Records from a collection
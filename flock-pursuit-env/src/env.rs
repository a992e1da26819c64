//! Pursuit-evasion arena.
use crate::{geometry, Bird, PursuitEnvConfig, State};
use anyhow::Result;
use flock_core::{error::FlockError, Action, Env, Step};
use log::trace;
use std::f64::consts::TAU;

/// Birds flying at constant speed on a periodic square arena.
///
/// Each step every bird turns by its action, `+steering_angle` for
/// [`Action::Left`], nothing for [`Action::Straight`] and `-steering_angle`
/// for [`Action::Right`], and then moves `speed` along its new heading.
/// Positions wrap around the arena.
///
/// The episode terminates when an evader comes within `capture_range` of the
/// pursuer (bird `0`). Captured evaders receive `-1` and the pursuer `+1`.
/// While nobody is caught, the pursuer pays `1 / episode_length` per step and
/// every evader earns the same amount.
pub struct PursuitEnv {
    config: PursuitEnvConfig,
    rng: fastrand::Rng,
}

impl PursuitEnv {
    /// Configuration.
    pub fn config(&self) -> &PursuitEnvConfig {
        &self.config
    }

    fn turn(&self, action: Action) -> f64 {
        match action {
            Action::Left => self.config.steering_angle,
            Action::Straight => 0.0,
            Action::Right => -self.config.steering_angle,
        }
    }

    /// Indices of the evaders within capture range of the pursuer.
    pub fn captured(&self, state: &State) -> Vec<usize> {
        let pursuer = match state.pursuer() {
            Some(p) => p,
            None => return vec![],
        };
        let size = self.config.arena_size;
        state
            .birds
            .iter()
            .enumerate()
            .skip(1)
            .filter(|(_, b)| {
                let (dx, dy) = geometry::displacement(pursuer, b, size);
                dx.hypot(dy) < self.config.capture_range
            })
            .map(|(i, _)| i)
            .collect()
    }

    fn check_birds(&self, got: usize, what: &'static str) -> Result<(), FlockError> {
        if got == self.config.n_birds {
            Ok(())
        } else {
            Err(FlockError::AgentCountMismatch {
                what,
                expected: self.config.n_birds,
                got,
            })
        }
    }
}

impl Env for PursuitEnv {
    type Config = PursuitEnvConfig;
    type State = State;

    fn build(config: &Self::Config, seed: i64) -> Result<Self> {
        if config.n_birds == 0 {
            return Err(FlockError::InvalidConfig("n_birds must be positive".to_string()).into());
        }
        if !(config.arena_size.is_finite() && config.arena_size > 0.0) {
            return Err(FlockError::InvalidConfig(format!(
                "arena_size must be positive, got {}",
                config.arena_size
            ))
            .into());
        }
        for (name, v) in [
            ("speed", config.speed),
            ("steering_angle", config.steering_angle),
            ("capture_range", config.capture_range),
        ] {
            if !v.is_finite() {
                return Err(FlockError::NonFinite { name, value: v }.into());
            }
        }

        Ok(Self {
            config: config.clone(),
            rng: fastrand::Rng::with_seed(seed as u64),
        })
    }

    fn n_agents(&self) -> usize {
        self.config.n_birds
    }

    fn reset(&mut self) -> Result<State> {
        let size = self.config.arena_size;
        let birds = (0..self.config.n_birds)
            .map(|_| {
                Bird::new(
                    self.rng.f64() * size,
                    self.rng.f64() * size,
                    self.rng.f64() * TAU,
                )
            })
            .collect();
        Ok(State::new(birds))
    }

    fn dynamics(&mut self, actions: &[Action], state: &State) -> Result<State> {
        self.check_birds(actions.len(), "actions")?;
        self.check_birds(state.len(), "birds in the state")?;

        let size = self.config.arena_size;
        let speed = self.config.speed;
        let birds = state
            .birds
            .iter()
            .zip(actions.iter())
            .map(|(b, a)| {
                let heading = (b.heading + self.turn(*a)).rem_euclid(TAU);
                Bird::new(
                    geometry::wrap(b.x + speed * heading.cos(), size),
                    geometry::wrap(b.y + speed * heading.sin(), size),
                    heading,
                )
            })
            .collect();
        Ok(State::new(birds))
    }

    fn reward(&mut self, state: &State, episode_length: usize) -> Result<Step> {
        self.check_birds(state.len(), "birds in the state")?;

        let n = self.config.n_birds;
        let captured = self.captured(state);
        if captured.is_empty() {
            let r = 1.0 / episode_length.max(1) as f64;
            let mut reward = vec![r; n];
            reward[0] = -r;
            Ok(Step::running(reward))
        } else {
            trace!("Captured evaders {:?}", captured);
            let mut reward = vec![0.0; n];
            reward[0] = 1.0;
            for i in captured {
                reward[i] = -1.0;
            }
            Ok(Step::terminal(reward))
        }
    }
}

#[cfg(test)]
mod tests {
    use super::*;
    use std::f64::consts::PI;

    const TOL: f64 = 1e-9;

    fn env(n_birds: usize) -> PursuitEnv {
        let config = PursuitEnvConfig::default().n_birds(n_birds).arena_size(10.0);
        PursuitEnv::build(&config, 42).unwrap()
    }

    #[test]
    fn test_reset_inside_arena() -> Result<()> {
        let mut env = env(20);
        let state = env.reset()?;
        assert_eq!(state.len(), 20);
        for b in state.birds.iter() {
            assert!((0.0..10.0).contains(&b.x));
            assert!((0.0..10.0).contains(&b.y));
            assert!((0.0..TAU).contains(&b.heading));
        }
        Ok(())
    }

    #[test]
    fn test_reset_is_seeded() -> Result<()> {
        let config = PursuitEnvConfig::default().n_birds(5);
        let s1 = PursuitEnv::build(&config, 3)?.reset()?;
        let s2 = PursuitEnv::build(&config, 3)?.reset()?;
        assert_eq!(s1, s2);
        Ok(())
    }

    #[test]
    fn test_dynamics_steers_and_wraps() -> Result<()> {
        let mut env = env(3);
        let state = State::new(vec![
            Bird::new(5.0, 5.0, 0.0),
            Bird::new(9.95, 5.0, 0.0),
            Bird::new(1.0, 1.0, 0.0),
        ]);
        let next = env.dynamics(&[Action::Left, Action::Straight, Action::Right], &state)?;

        let theta = PI / 6.0;
        assert!((next.birds[0].heading - theta).abs() < TOL);
        assert!((next.birds[0].x - (5.0 + 0.1 * theta.cos())).abs() < TOL);
        assert!((next.birds[0].y - (5.0 + 0.1 * theta.sin())).abs() < TOL);

        // Straight across the right edge.
        assert!((next.birds[1].x - 0.05).abs() < TOL);
        assert_eq!(next.birds[1].heading, 0.0);

        // Right turn from heading zero wraps to just below 2π.
        assert!((next.birds[2].heading - (TAU - theta)).abs() < TOL);
        Ok(())
    }

    #[test]
    fn test_dynamics_rejects_wrong_action_count() -> Result<()> {
        let mut env = env(3);
        let state = env.reset()?;
        assert!(env.dynamics(&[Action::Left], &state).is_err());
        Ok(())
    }

    #[test]
    fn test_capture_reward() -> Result<()> {
        let mut env = env(3);
        let state = State::new(vec![
            Bird::new(0.1, 0.1, 0.0),
            Bird::new(9.9, 0.1, 0.0),
            Bird::new(5.0, 5.0, 0.0),
        ]);
        let step = env.reward(&state, 500)?;
        assert!(step.is_terminated);
        assert_eq!(step.reward, vec![1.0, -1.0, 0.0]);
        Ok(())
    }

    #[test]
    fn test_running_reward() -> Result<()> {
        let mut env = env(3);
        let state = State::new(vec![
            Bird::new(0.0, 0.0, 0.0),
            Bird::new(3.0, 0.0, 0.0),
            Bird::new(5.0, 5.0, 0.0),
        ]);
        let step = env.reward(&state, 4)?;
        assert!(!step.is_terminated);
        assert_eq!(step.reward, vec![-0.25, 0.25, 0.25]);
        Ok(())
    }
}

[EXERCISE REQUIREMENTS]
With nothing left out, transcribe the records above exactly.

[SOLVED PROBLEM]
filename flock-pursuit-env/src/env.rs
repository a992e1da26819c64
//! Pursuit-evasion arena.
use crate::{geometry, Bird, PursuitEnvConfig, State};
use anyhow::Result;
use flock_core::{error::FlockError, Action, Env, Step};
use log::trace;
use std::f64::consts::TAU;

/// Birds flying at constant speed on a periodic square arena.
///
/// Each step every bird turns by its action, `+steering_angle` for
/// [`Action::Left`], nothing for [`Action::Straight`] and `-steering_angle`
/// for [`Action::Right`], and then moves `speed` along its new heading.
/// Positions wrap around the arena.
///
/// The episode terminates when an evader comes within `capture_range` of the
/// pursuer (bird `0`). Captured evaders receive `-1` and the pursuer `+1`.
/// While nobody is caught, the pursuer pays `1 / episode_length` per step and
/// every evader earns the same amount.
pub struct PursuitEnv {
    config: PursuitEnvConfig,
    rng: fastrand::Rng,
}

impl PursuitEnv {
    /// Configuration.
    pub fn config(&self) -> &PursuitEnvConfig {
        &self.config
    }

    fn turn(&self, action: Action) -> f64 {
        match action {
            Action::Left => self.config.steering_angle,
            Action::Straight => 0.0,
            Action::Right => -self.config.steering_angle,
        }
    }

    /// Indices of the evaders within capture range of the pursuer.
    pub fn captured(&self, state: &State) -> Vec<usize> {
        let pursuer = match state.pursuer() {
            Some(p) => p,
            None => return vec![],
        };
        let size = self.config.arena_size;
        state
            .birds
            .iter()
            .enumerate()
            .skip(1)
            .filter(|(_, b)| {
                let (dx, dy) = geometry::displacement(pursuer, b, size);
                dx.hypot(dy) < self.config.capture_range
            })
            .map(|(i, _)| i)
            .collect()
    }

    fn check_birds(&self, got: usize, what: &'static str) -> Result<(), FlockError> {
        if got == self.config.n_birds {
            Ok(())
        } else {
            Err(FlockError::AgentCountMismatch {
                what,
                expected: self.config.n_birds,
                got,
            })
        }
    }
}

impl Env for PursuitEnv {
    type Config = PursuitEnvConfig;
    type State = State;

    fn build(config: &Self::Config, seed: i64) -> Result<Self> {
        if config.n_birds == 0 {
            return Err(FlockError::InvalidConfig("n_birds must be positive".to_string()).into());
        }
        if !(config.arena_size.is_finite() && config.arena_size > 0.0) {
            return Err(FlockError::InvalidConfig(format!(
                "arena_size must be positive, got {}",
                config.arena_size
            ))
            .into());
        }
        for (name, v) in [
            ("speed", config.speed),
            ("steering_angle", config.steering_angle),
            ("capture_range", config.capture_range),
        ] {
            if !v.is_finite() {
                return Err(FlockError::NonFinite { name, value: v }.into());
            }
        }

        Ok(Self {
            config: config.clone(),
            rng: fastrand::Rng::with_seed(seed as u64),
        })
    }

    fn n_agents(&self) -> usize {
        self.config.n_birds
    }

    fn reset(&mut self) -> Result<State> {
        let size = self.config.arena_size;
        let birds = (0..self.config.n_birds)
            .map(|_| {
                Bird::new(
                    self.rng.f64() * size,
                    self.rng.f64() * size,
                    self.rng.f64() * TAU,
                )
            })
            .collect();
        Ok(State::new(birds))
    }

    fn dynamics(&mut self, actions: &[Action], state: &State) -> Result<State> {
        self.check_birds(actions.len(), "actions")?;
        self.check_birds(state.len(), "birds in the state")?;

        let size = self.config.arena_size;
        let speed = self.config.speed;
        let birds = state
            .birds
            .iter()
            .zip(actions.iter())
            .map(|(b, a)| {
                let heading = (b.heading + self.turn(*a)).rem_euclid(TAU);
                Bird::new(
                    geometry::wrap(b.x + speed * heading.cos(), size),
                    geometry::wrap(b.y + speed * heading.sin(), size),
                    heading,
                )
            })
            .collect();
        Ok(State::new(birds))
    }

    fn reward(&mut self, state: &State, episode_length: usize) -> Result<Step> {
        self.check_birds(state.len(), "birds in the state")?;

        let n = self.config.n_birds;
        let captured = self.captured(state);
        if captured.is_empty() {
            let r = 1.0 / episode_length.max(1) as f64;
            let mut reward = vec![r; n];
            reward[0] = -r;
            Ok(Step::running(reward))
        } else {
            trace!("Captured evaders {:?}", captured);
            let mut reward = vec![0.0; n];
            reward[0] = 1.0;
            for i in captured {
                reward[i] = -1.0;
            }
            Ok(Step::terminal(reward))
        }
    }
}

#[cfg(test)]
mod tests {
    use super::*;
    use std::f64::consts::PI;

    const TOL: f64 = 1e-9;

    fn env(n_birds: usize) -> PursuitEnv {
        let config = PursuitEnvConfig::default().n_birds(n_birds).arena_size(10.0);
        PursuitEnv::build(&config, 42).unwrap()
    }

    #[test]
    fn test_reset_inside_arena() -> Result<()> {
        let mut env = env(20);
        let state = env.reset()?;
        assert_eq!(state.len(), 20);
        for b in state.birds.iter() {
            assert!((0.0..10.0).contains(&b.x));
            assert!((0.0..10.0).contains(&b.y));
            assert!((0.0..TAU).contains(&b.heading));
        }
        Ok(())
    }

    #[test]
    fn test_reset_is_seeded() -> Result<()> {
        let config = PursuitEnvConfig::default().n_birds(5);
        let s1 = PursuitEnv::build(&config, 3)?.reset()?;
        let s2 = PursuitEnv::build(&config, 3)?.reset()?;
        assert_eq!(s1, s2);
        Ok(())
    }

    #[test]
    fn test_dynamics_steers_and_wraps() -> Result<()> {
        let mut env = env(3);
        let state = State::new(vec![
            Bird::new(5.0, 5.0, 0.0),
            Bird::new(9.95, 5.0, 0.0),
            Bird::new(1.0, 1.0, 0.0),
        ]);
        let next = env.dynamics(&[Action::Left, Action::Straight, Action::Right], &state)?;

        let theta = PI / 6.0;
        assert!((next.birds[0].heading - theta).abs() < TOL);
        assert!((next.birds[0].x - (5.0 + 0.1 * theta.cos())).abs() < TOL);
        assert!((next.birds[0].y - (5.0 + 0.1 * theta.sin())).abs() < TOL);

        // Straight across the right edge.
        assert!((next.birds[1].x - 0.05).abs() < TOL);
        assert_eq!(next.birds[1].heading, 0.0);

        // Right turn from heading zero wraps to just below 2π.
        assert!((next.birds[2].heading - (TAU - theta)).abs() < TOL);
        Ok(())
    }

    #[test]
    fn test_dynamics_rejects_wrong_action_count() -> Result<()> {
        let mut env = env(3);
        let state = env.reset()?;
        assert!(env.dynamics(&[Action::Left], &state).is_err());
        Ok(())
    }

    #[test]
    fn test_capture_reward() -> Result<()> {
        let mut env = env(3);
        let state = State::new(vec![
            Bird::new(0.1, 0.1, 0.0),
            Bird::new(9.9, 0.1, 0.0),
            Bird::new(5.0, 5.0, 0.0),
        ]);
        let step = env.reward(&state, 500)?;
        assert!(step.is_terminated);
        assert_eq!(step.reward, vec![1.0, -1.0, 0.0]);
        Ok(())
    }

    #[test]
    fn test_running_reward() -> Result<()> {
        let mut env = env(3);
        let state = State::new(vec![
            Bird::new(0.0, 0.0, 0.0),
            Bird::new(3.0, 0.0, 0.0),
            Bird::new(5.0, 5.0, 0.0),
        ]);
        let step = env.reward(&state, 4)?;
        assert!(!step.is_terminated);
        assert_eq!(step.reward, vec![-0.25, 0.25, 0.25]);
        Ok(())
    }
}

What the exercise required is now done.